Goal of the exercise:
Without skipping anything, write out each record below exactly.

Task input:
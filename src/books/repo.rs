use std::collections::HashMap;

use serde::{Deserialize, Serialize};
use sqlx::{FromRow, PgPool};
use time::OffsetDateTime;
use uuid::Uuid;

use super::domain::{Rating, Ratings};
use crate::error::{ApiError, ApiResult};

/// Book record in the database. `average_rating` is derived from the
/// `ratings` table and recomputed on every vote, never by clients.
#[derive(Debug, Clone, Serialize, Deserialize, FromRow)]
pub struct Book {
    pub id: Uuid,
    pub owner_id: Uuid,
    pub title: String,
    pub author: String,
    pub year: i32,
    pub genre: String,
    pub image_url: String,
    pub average_rating: i32,
    pub created_at: OffsetDateTime,
}

const BOOK_COLUMNS: &str =
    "id, owner_id, title, author, year, genre, image_url, average_rating, created_at";

impl Book {
    pub async fn list_all(db: &PgPool) -> anyhow::Result<Vec<Book>> {
        let rows = sqlx::query_as::<_, Book>(&format!(
            "SELECT {BOOK_COLUMNS} FROM books ORDER BY created_at DESC"
        ))
        .fetch_all(db)
        .await?;
        Ok(rows)
    }

    pub async fn find(db: &PgPool, id: Uuid) -> anyhow::Result<Option<Book>> {
        let row = sqlx::query_as::<_, Book>(&format!(
            "SELECT {BOOK_COLUMNS} FROM books WHERE id = $1"
        ))
        .bind(id)
        .fetch_optional(db)
        .await?;
        Ok(row)
    }

    /// Best-rated books, descending. Tie order among equal averages is
    /// store-defined.
    pub async fn top_rated(db: &PgPool, limit: i64) -> anyhow::Result<Vec<Book>> {
        let rows = sqlx::query_as::<_, Book>(&format!(
            "SELECT {BOOK_COLUMNS} FROM books ORDER BY average_rating DESC LIMIT $1"
        ))
        .bind(limit)
        .fetch_all(db)
        .await?;
        Ok(rows)
    }

    pub async fn ratings(db: &PgPool, book_id: Uuid) -> anyhow::Result<Vec<Rating>> {
        let rows = sqlx::query_as::<_, Rating>(
            r#"
            SELECT rater_id, grade
            FROM ratings
            WHERE book_id = $1
            "#,
        )
        .bind(book_id)
        .fetch_all(db)
        .await?;
        Ok(rows)
    }

    /// Votes for a batch of books, grouped by book id. One query instead of
    /// one per listed book.
    pub async fn ratings_for(
        db: &PgPool,
        book_ids: &[Uuid],
    ) -> anyhow::Result<HashMap<Uuid, Vec<Rating>>> {
        let rows = sqlx::query_as::<_, (Uuid, Uuid, i32)>(
            r#"
            SELECT book_id, rater_id, grade
            FROM ratings
            WHERE book_id = ANY($1)
            "#,
        )
        .bind(book_ids)
        .fetch_all(db)
        .await?;

        let mut grouped: HashMap<Uuid, Vec<Rating>> = HashMap::new();
        for (book_id, rater_id, grade) in rows {
            grouped
                .entry(book_id)
                .or_default()
                .push(Rating { rater_id, grade });
        }
        Ok(grouped)
    }

    /// Insert a new book together with its seed rating in one transaction.
    pub async fn create(db: &PgPool, book: &Book, seed: Rating) -> anyhow::Result<Book> {
        let mut tx = db.begin().await?;

        let created = sqlx::query_as::<_, Book>(&format!(
            r#"
            INSERT INTO books (id, owner_id, title, author, year, genre, image_url, average_rating)
            VALUES ($1, $2, $3, $4, $5, $6, $7, $8)
            RETURNING {BOOK_COLUMNS}
            "#
        ))
        .bind(book.id)
        .bind(book.owner_id)
        .bind(&book.title)
        .bind(&book.author)
        .bind(book.year)
        .bind(&book.genre)
        .bind(&book.image_url)
        .bind(book.average_rating)
        .fetch_one(&mut *tx)
        .await?;

        sqlx::query(
            r#"
            INSERT INTO ratings (book_id, rater_id, grade)
            VALUES ($1, $2, $3)
            "#,
        )
        .bind(book.id)
        .bind(seed.rater_id)
        .bind(seed.grade)
        .execute(&mut *tx)
        .await?;

        tx.commit().await?;
        Ok(created)
    }

    /// Owner-mutable scalar fields plus the cover URL; `owner_id` is not an
    /// updatable column by construction.
    pub async fn update_fields(
        db: &PgPool,
        id: Uuid,
        title: &str,
        author: &str,
        year: i32,
        genre: &str,
        image_url: &str,
    ) -> anyhow::Result<Book> {
        let row = sqlx::query_as::<_, Book>(&format!(
            r#"
            UPDATE books
            SET title = $2, author = $3, year = $4, genre = $5, image_url = $6
            WHERE id = $1
            RETURNING {BOOK_COLUMNS}
            "#
        ))
        .bind(id)
        .bind(title)
        .bind(author)
        .bind(year)
        .bind(genre)
        .bind(image_url)
        .fetch_one(db)
        .await?;
        Ok(row)
    }

    pub async fn delete(db: &PgPool, id: Uuid) -> anyhow::Result<()> {
        // Ratings go with the book via ON DELETE CASCADE.
        sqlx::query("DELETE FROM books WHERE id = $1")
            .bind(id)
            .execute(db)
            .await?;
        Ok(())
    }

    /// Record one user's vote and recompute the aggregate.
    ///
    /// The book row is locked for the duration of the transaction, so the
    /// check-append-recompute sequence is serialized per book: concurrent
    /// raters cannot both pass the duplicate check, and no vote is lost or
    /// double counted. Contention never extends beyond one book's row.
    pub async fn rate(
        db: &PgPool,
        id: Uuid,
        rater_id: Uuid,
        grade: i32,
    ) -> ApiResult<(Book, Vec<Rating>)> {
        let mut tx = db.begin().await?;

        let mut book = sqlx::query_as::<_, Book>(&format!(
            "SELECT {BOOK_COLUMNS} FROM books WHERE id = $1 FOR UPDATE"
        ))
        .bind(id)
        .fetch_optional(&mut *tx)
        .await?
        .ok_or(ApiError::NotFound("book"))?;

        let rows = sqlx::query_as::<_, Rating>(
            "SELECT rater_id, grade FROM ratings WHERE book_id = $1",
        )
        .bind(id)
        .fetch_all(&mut *tx)
        .await?;

        let mut ratings = Ratings::from_rows(rows);
        // Rejection drops the transaction unwritten.
        let average = ratings.add(rater_id, grade)?;

        sqlx::query("INSERT INTO ratings (book_id, rater_id, grade) VALUES ($1, $2, $3)")
            .bind(id)
            .bind(rater_id)
            .bind(grade)
            .execute(&mut *tx)
            .await?;

        sqlx::query("UPDATE books SET average_rating = $2 WHERE id = $1")
            .bind(id)
            .bind(average)
            .execute(&mut *tx)
            .await?;

        tx.commit().await?;

        book.average_rating = average;
        Ok((book, ratings.entries().to_vec()))
    }
}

The completed task:
filename src/books/repo.rs
use std::collections::HashMap;

use serde::{Deserialize, Serialize};
use sqlx::{FromRow, PgPool};
use time::OffsetDateTime;
use uuid::Uuid;

use super::domain::{Rating, Ratings};
use crate::error::{ApiError, ApiResult};

/// Book record in the database. `average_rating` is derived from the
/// `ratings` table and recomputed on every vote, never by clients.
#[derive(Debug, Clone, Serialize, Deserialize, FromRow)]
pub struct Book {
    pub id: Uuid,
    pub owner_id: Uuid,
    pub title: String,
    pub author: String,
    pub year: i32,
    pub genre: String,
    pub image_url: String,
    pub average_rating: i32,
    pub created_at: OffsetDateTime,
}

const BOOK_COLUMNS: &str =
    "id, owner_id, title, author, year, genre, image_url, average_rating, created_at";

impl Book {
    pub async fn list_all(db: &PgPool) -> anyhow::Result<Vec<Book>> {
        let rows = sqlx::query_as::<_, Book>(&format!(
            "SELECT {BOOK_COLUMNS} FROM books ORDER BY created_at DESC"
        ))
        .fetch_all(db)
        .await?;
        Ok(rows)
    }

    pub async fn find(db: &PgPool, id: Uuid) -> anyhow::Result<Option<Book>> {
        let row = sqlx::query_as::<_, Book>(&format!(
            "SELECT {BOOK_COLUMNS} FROM books WHERE id = $1"
        ))
        .bind(id)
        .fetch_optional(db)
        .await?;
        Ok(row)
    }

    /// Best-rated books, descending. Tie order among equal averages is
    /// store-defined.
    pub async fn top_rated(db: &PgPool, limit: i64) -> anyhow::Result<Vec<Book>> {
        let rows = sqlx::query_as::<_, Book>(&format!(
            "SELECT {BOOK_COLUMNS} FROM books ORDER BY average_rating DESC LIMIT $1"
        ))
        .bind(limit)
        .fetch_all(db)
        .await?;
        Ok(rows)
    }

    pub async fn ratings(db: &PgPool, book_id: Uuid) -> anyhow::Result<Vec<Rating>> {
        let rows = sqlx::query_as::<_, Rating>(
            r#"
            SELECT rater_id, grade
            FROM ratings
            WHERE book_id = $1
            "#,
        )
        .bind(book_id)
        .fetch_all(db)
        .await?;
        Ok(rows)
    }

    /// Votes for a batch of books, grouped by book id. One query instead of
    /// one per listed book.
    pub async fn ratings_for(
        db: &PgPool,
        book_ids: &[Uuid],
    ) -> anyhow::Result<HashMap<Uuid, Vec<Rating>>> {
        let rows = sqlx::query_as::<_, (Uuid, Uuid, i32)>(
            r#"
            SELECT book_id, rater_id, grade
            FROM ratings
            WHERE book_id = ANY($1)
            "#,
        )
        .bind(book_ids)
        .fetch_all(db)
        .await?;

        let mut grouped: HashMap<Uuid, Vec<Rating>> = HashMap::new();
        for (book_id, rater_id, grade) in rows {
            grouped
                .entry(book_id)
                .or_default()
                .push(Rating { rater_id, grade });
        }
        Ok(grouped)
    }

    /// Insert a new book together with its seed rating in one transaction.
    pub async fn create(db: &PgPool, book: &Book, seed: Rating) -> anyhow::Result<Book> {
        let mut tx = db.begin().await?;

        let created = sqlx::query_as::<_, Book>(&format!(
            r#"
            INSERT INTO books (id, owner_id, title, author, year, genre, image_url, average_rating)
            VALUES ($1, $2, $3, $4, $5, $6, $7, $8)
            RETURNING {BOOK_COLUMNS}
            "#
        ))
        .bind(book.id)
        .bind(book.owner_id)
        .bind(&book.title)
        .bind(&book.author)
        .bind(book.year)
        .bind(&book.genre)
        .bind(&book.image_url)
        .bind(book.average_rating)
        .fetch_one(&mut *tx)
        .await?;

        sqlx::query(
            r#"
            INSERT INTO ratings (book_id, rater_id, grade)
            VALUES ($1, $2, $3)
            "#,
        )
        .bind(book.id)
        .bind(seed.rater_id)
        .bind(seed.grade)
        .execute(&mut *tx)
        .await?;

        tx.commit().await?;
        Ok(created)
    }

    /// Owner-mutable scalar fields plus the cover URL; `owner_id` is not an
    /// updatable column by construction.
    pub async fn update_fields(
        db: &PgPool,
        id: Uuid,
        title: &str,
        author: &str,
        year: i32,
        genre: &str,
        image_url: &str,
    ) -> anyhow::Result<Book> {
        let row = sqlx::query_as::<_, Book>(&format!(
            r#"
            UPDATE books
            SET title = $2, author = $3, year = $4, genre = $5, image_url = $6
            WHERE id = $1
            RETURNING {BOOK_COLUMNS}
            "#
        ))
        .bind(id)
        .bind(title)
        .bind(author)
        .bind(year)
        .bind(genre)
        .bind(image_url)
        .fetch_one(db)
        .await?;
        Ok(row)
    }

    pub async fn delete(db: &PgPool, id: Uuid) -> anyhow::Result<()> {
        // Ratings go with the book via ON DELETE CASCADE.
        sqlx::query("DELETE FROM books WHERE id = $1")
            .bind(id)
            .execute(db)
            .await?;
        Ok(())
    }

    /// Record one user's vote and recompute the aggregate.
    ///
    /// The book row is locked for the duration of the transaction, so the
    /// check-append-recompute sequence is serialized per book: concurrent
    /// raters cannot both pass the duplicate check, and no vote is lost or
    /// double counted. Contention never extends beyond one book's row.
    pub async fn rate(
        db: &PgPool,
        id: Uuid,
        rater_id: Uuid,
        grade: i32,
    ) -> ApiResult<(Book, Vec<Rating>)> {
        let mut tx = db.begin().await?;

        let mut book = sqlx::query_as::<_, Book>(&format!(
            "SELECT {BOOK_COLUMNS} FROM books WHERE id = $1 FOR UPDATE"
        ))
        .bind(id)
        .fetch_optional(&mut *tx)
        .await?
        .ok_or(ApiError::NotFound("book"))?;

        let rows = sqlx::query_as::<_, Rating>(
            "SELECT rater_id, grade FROM ratings WHERE book_id = $1",
        )
        .bind(id)
        .fetch_all(&mut *tx)
        .await?;

        let mut ratings = Ratings::from_rows(rows);
        // Rejection drops the transaction unwritten.
        let average = ratings.add(rater_id, grade)?;

        sqlx::query("INSERT INTO ratings (book_id, rater_id, grade) VALUES ($1, $2, $3)")
            .bind(id)
            .bind(rater_id)
            .bind(grade)
            .execute(&mut *tx)
            .await?;

        sqlx::query("UPDATE books SET average_rating = $2 WHERE id = $1")
            .bind(id)
            .bind(average)
            .execute(&mut *tx)
            .await?;

        tx.commit().await?;

        book.average_rating = average;
        Ok((book, ratings.entries().to_vec()))
    }
}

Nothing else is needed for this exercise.